Невеста Нила
Шрифт:
Действительно, больной ярился все больше и больше, разразившись наконец угрозами и бранью на родном языке, непонятном присутствующим. Когда Филипп бесстрашно подошел к нему, чтобы перевязать рану, Рустем схватил его и, с пеной на губах, попытался опрокинуть на пол. Рыча, он тряс свою жертву могучими руками, но врач ни на минуту не потерял присутствия духа и крикнул сестре милосердия, чтобы та позвала пару дюжих невольников. Монахиня выбежала из комнаты. Паула осталась единственной свидетельницей упорной борьбы. Филипп схватил кисти рук масдакита и удерживал его с такой силой, какой нельзя было ожидать от человека, посвятившего себя исключительно усидчивым занятиям наукой. Минуту спустя пациент был опрокинут на подушки, а Филипп, упираясь коленями на край постели, сдерживал его от дальнейших попыток к нападению. Между тем перс напрягал все
Паула, дрожа всем телом, смотрела на происходившее. Сердце замирало у нее в груди, она не могла помочь своему другу и молча стояла у изголовья постели. Когда же врачу удалось справиться с великаном, один вид которого довел мукаукаса Георгия до обморока, дамаскинка невольно пришла в восторг от мужественной красоты Филиппа. Глаза его горели огнем, несоразмерно короткая нижняя часть лица вытянулась при невероятном напряжении всех мускулов и теперь вполне гармонировала с высоким лбом и остальными чертами. Паула смертельно боялась за него. В настоящую минуту он возвысился в ее глазах до геройства, тогда как прежде молодая девушка видела в нем только необыкновенный ум.
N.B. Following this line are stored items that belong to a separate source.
//! Shutter bridge data model types.
//!
//! These types describe the static configuration of the bridge:
//! - Serial links and the destinations each one drives
//! - Local address derivation per link
//! - Bridge-wide timing and queueing settings
//! - Host platform state values and their metadata

use serde::{Deserialize, Serialize};
use std::time::Duration;

/// Global identifier of an addressable actuator (one roller shutter).
pub type DestinationId = u32;

/// Address of a destination as understood by the microcontroller on its link.
pub type LocalAddress = u32;

/// Default base id of the host states the bridge listens on.
pub const DEFAULT_BASE_ID: &str = "javascript.0.Rollershutters.";

/// Default baud rate of the shutter controllers.
pub const DEFAULT_BAUD_RATE: u32 = 9600;

/// Default pause before each write, giving the controller time to reset after open.
pub const DEFAULT_SETTLE_DELAY_MS: u64 = 1000;

/// Configuration of a single serial link to one microcontroller.
///
/// Immutable after load. Each `LinkConfig` maps to exactly one live link.
#[derive(Debug, Clone, PartialEq, Serialize, Deserialize)]
#[serde(rename_all = "camelCase")]
pub struct LinkConfig {
    /// Link identifier used in logs and string-command state ids (e.g. "OG").
    pub id: String,

    /// Transport address, usually a device path like "/dev/ttyACM0".
    pub path: String,

    /// Serial baud rate.
    #[serde(default = "default_baud_rate")]
    pub baud_rate: u32,

    /// Settle delay in milliseconds before every write.
    #[serde(default = "default_settle_delay_ms", alias = "openDelay")]
    pub settle_delay_ms: u64,

    /// Global destination ids handled by this link.
    #[serde(default)]
    pub destinations: Vec<DestinationId>,

    /// How global destination ids map to local addresses on this link.
    #[serde(default)]
    pub addressing: Addressing,
}

impl LinkConfig {
    /// Create a link with default baud rate, settle delay and offset addressing.
    pub fn new(id: &str, path: &str, destinations: Vec<DestinationId>) -> Self {
        Self {
            id: id.to_string(),
            path: path.to_string(),
            baud_rate: DEFAULT_BAUD_RATE,
            settle_delay_ms: DEFAULT_SETTLE_DELAY_MS,
            destinations,
            addressing: Addressing::default(),
        }
    }

    /// Settle delay as a `Duration`.
    pub fn settle_delay(&self) -> Duration {
        Duration::from_millis(self.settle_delay_ms)
    }
}

fn default_baud_rate() -> u32 {
    DEFAULT_BAUD_RATE
}

fn default_settle_delay_ms() -> u64 {
    DEFAULT_SETTLE_DELAY_MS
}

/// Local address derivation for the destinations of one link.
#[derive(Debug, Clone, Default, PartialEq, Eq, Serialize, Deserialize)]
#[serde(tag = "mode", rename_all = "camelCase")]
pub enum Addressing {
    /// Local address is `destination - destinations[0]`.
    #[default]
    Offset,

    /// Local address is the destination's position in the list.
    Index,

    /// Local addresses are listed explicitly, parallel to `destinations`.
    Explicit { locals: Vec<LocalAddress> },
}

/// What happens to commands issued before their link is open.
#[derive(Debug, Clone, Copy, Default, PartialEq, Eq, Serialize, Deserialize)]
#[serde(rename_all = "lowercase")]
pub enum PreOpenPolicy {
    /// Drop with a warning.
    #[default]
    Drop,

    /// Buffer up to the queue capacity and flush once the link is open.
    Buffer,
}

/// Bridge-wide settings, the root of the configuration document.
#[derive(Debug, Clone, PartialEq, Serialize, Deserialize)]
#[serde(rename_all = "camelCase", default)]
pub struct BridgeSettings {
    /// Prefix of all host state ids the bridge owns (with trailing dot).
    pub base_id: String,

    /// Configured serial links.
    pub links: Vec<LinkConfig>,

    /// Delay before a pressed button state is reset to `false`.
    pub button_reset_delay_ms: u64,

    /// Upper bound on waiting for links to close at shutdown.
    pub shutdown_timeout_ms: u64,

    /// Handling of commands issued before a link is open.
    pub pre_open_policy: PreOpenPolicy,

    /// Maximum number of pending commands per link.
    pub queue_capacity: usize,

    /// Number of shutters to provision button states for at startup (0 = none).
    pub provision_buttons: u32,
}

impl Default for BridgeSettings {
    fn default() -> Self {
        Self {
            base_id: DEFAULT_BASE_ID.to_string(),
            links: Vec::new(),
            button_reset_delay_ms: 200,
            shutdown_timeout_ms: 2000,
            pre_open_policy: PreOpenPolicy::Drop,
            queue_capacity: 32,
            provision_buttons: 0,
        }
    }
}

impl BridgeSettings {
    /// Button reset delay as a `Duration`.
    pub fn button_reset_delay(&self) -> Duration {
        Duration::from_millis(self.button_reset_delay_ms)
    }

    /// Shutdown timeout as a `Duration`.
    pub fn shutdown_timeout(&self) -> Duration {
        Duration::from_millis(self.shutdown_timeout_ms)
    }

    /// Find a link by identifier.
    pub fn link(&self, id: &str) -> Option<&LinkConfig> {
        self.links.iter().find(|l| l.id == id)
    }
}

/// A state value held by the host platform.
#[derive(Debug, Clone, PartialEq, Serialize, Deserialize)]
pub struct HostState {
    /// Current value
    pub val: serde_json::Value,

    /// True if the value was written by the system rather than a user
    pub ack: bool,

    /// RFC 3339 timestamp of the last write
    pub ts: String,

    /// Object metadata, present for provisioned states
    #[serde(skip_serializing_if = "Option::is_none")]
    pub common: Option<StateCommon>,
}

/// Metadata describing a host state object.
#[derive(Debug, Clone, PartialEq, Serialize, Deserialize)]
pub struct StateCommon {
    /// Human-readable name (e.g. "Shutter 3 Open")
    pub name: String,

    /// Value type ("boolean", "string", ...)
    #[serde(rename = "type")]
    pub value_type: String,

    /// Semantic role (e.g. "button.open.blind")
    pub role: String,

    pub read: bool,

    pub write: bool,

    /// Default value
    pub def: serde_json::Value,
}

#[cfg(test)]
mod tests {
    use super::*;
    use pretty_assertions::assert_eq;

    #[test]
    fn test_link_config_defaults() {
        let json = r#"{ "id": "OG", "path": "/dev/ttyACM0", "destinations": [0, 1, 2] }"#;
        let link: LinkConfig = serde_json::from_str(json).unwrap();

        assert_eq!(link.baud_rate, 9600);
        assert_eq!(link.settle_delay(), Duration::from_millis(1000));
        assert_eq!(link.addressing, Addressing::Offset);
    }

    #[test]
    fn test_open_delay_alias() {
        let json = r#"{ "id": "EG", "path": "/dev/ttyACM1", "openDelay": 250 }"#;
        let link: LinkConfig = serde_json::from_str(json).unwrap();
        assert_eq!(link.settle_delay_ms, 250);
        assert!(link.destinations.is_empty());
    }

    #[test]
    fn test_addressing_modes_deserialize() {
        let index: Addressing = serde_json::from_str(r#"{ "mode": "index" }"#).unwrap();
        assert_eq!(index, Addressing::Index);

        let explicit: Addressing =
            serde_json::from_str(r#"{ "mode": "explicit", "locals": [3, 1] }"#).unwrap();
        assert_eq!(explicit, Addressing::Explicit { locals: vec![3, 1] });
    }

    #[test]
    fn test_bridge_settings_defaults() {
        let settings: BridgeSettings = serde_json::from_str("{}").unwrap();
        assert_eq!(settings, BridgeSettings::default());
        assert_eq!(settings.base_id, "javascript.0.Rollershutters.");
        assert_eq!(settings.button_reset_delay(), Duration::from_millis(200));
        assert_eq!(settings.shutdown_timeout(), Duration::from_millis(2000));
        assert_eq!(settings.pre_open_policy, PreOpenPolicy::Drop);
    }

    #[test]
    fn test_bridge_settings_full_document() {
        let json = r#"{
            "baseId": "javascript.1.Rollershutters.",
            "links": [
                { "id": "OG", "path": "/dev/ttyACM0", "destinations": [0, 1, 2, 3, 4, 5, 6, 7] },
                { "id": "EG", "path": "/dev/ttyACM1", "baudRate": 115200,
                  "destinations": [8, 9], "addressing": { "mode": "index" } }
            ],
            "preOpenPolicy": "buffer",
            "queueCapacity": 4,
            "provisionButtons": 17
        }"#;

        let settings: BridgeSettings = serde_json::from_str(json).unwrap();
        assert_eq!(settings.links.len(), 2);
        assert_eq!(settings.link("EG").unwrap().baud_rate, 115200);
        assert_eq!(settings.pre_open_policy, PreOpenPolicy::Buffer);
        assert_eq!(settings.queue_capacity, 4);
        assert_eq!(settings.provision_buttons, 17);
        assert!(settings.link("DG").is_none());
    }

    #[test]
    fn test_state_common_serialize() {
        let common = StateCommon {
            name: "Shutter 0 Open".to_string(),
            value_type: "boolean".to_string(),
            role: "button.open.blind".to_string(),
            read: false,
            write: true,
            def: serde_json::json!(false),
        };

        let json = serde_json::to_value(&common).unwrap();
        assert_eq!(json["type"], "boolean");
        assert_eq!(json["role"], "button.open.blind");
    }
}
Несколько минут спустя руки перса ослабели. Филипп попросил Паулу раздобыть платок или веревку. Дамаскинка вышла в соседнюю комнату за своим головным платком, развязала шелковый шнур, служивший ей поясом, и, вернувшись, помогла врачу связать Рустема. В эти критические минуты она понимала каждый намек, каждый знак своего друга.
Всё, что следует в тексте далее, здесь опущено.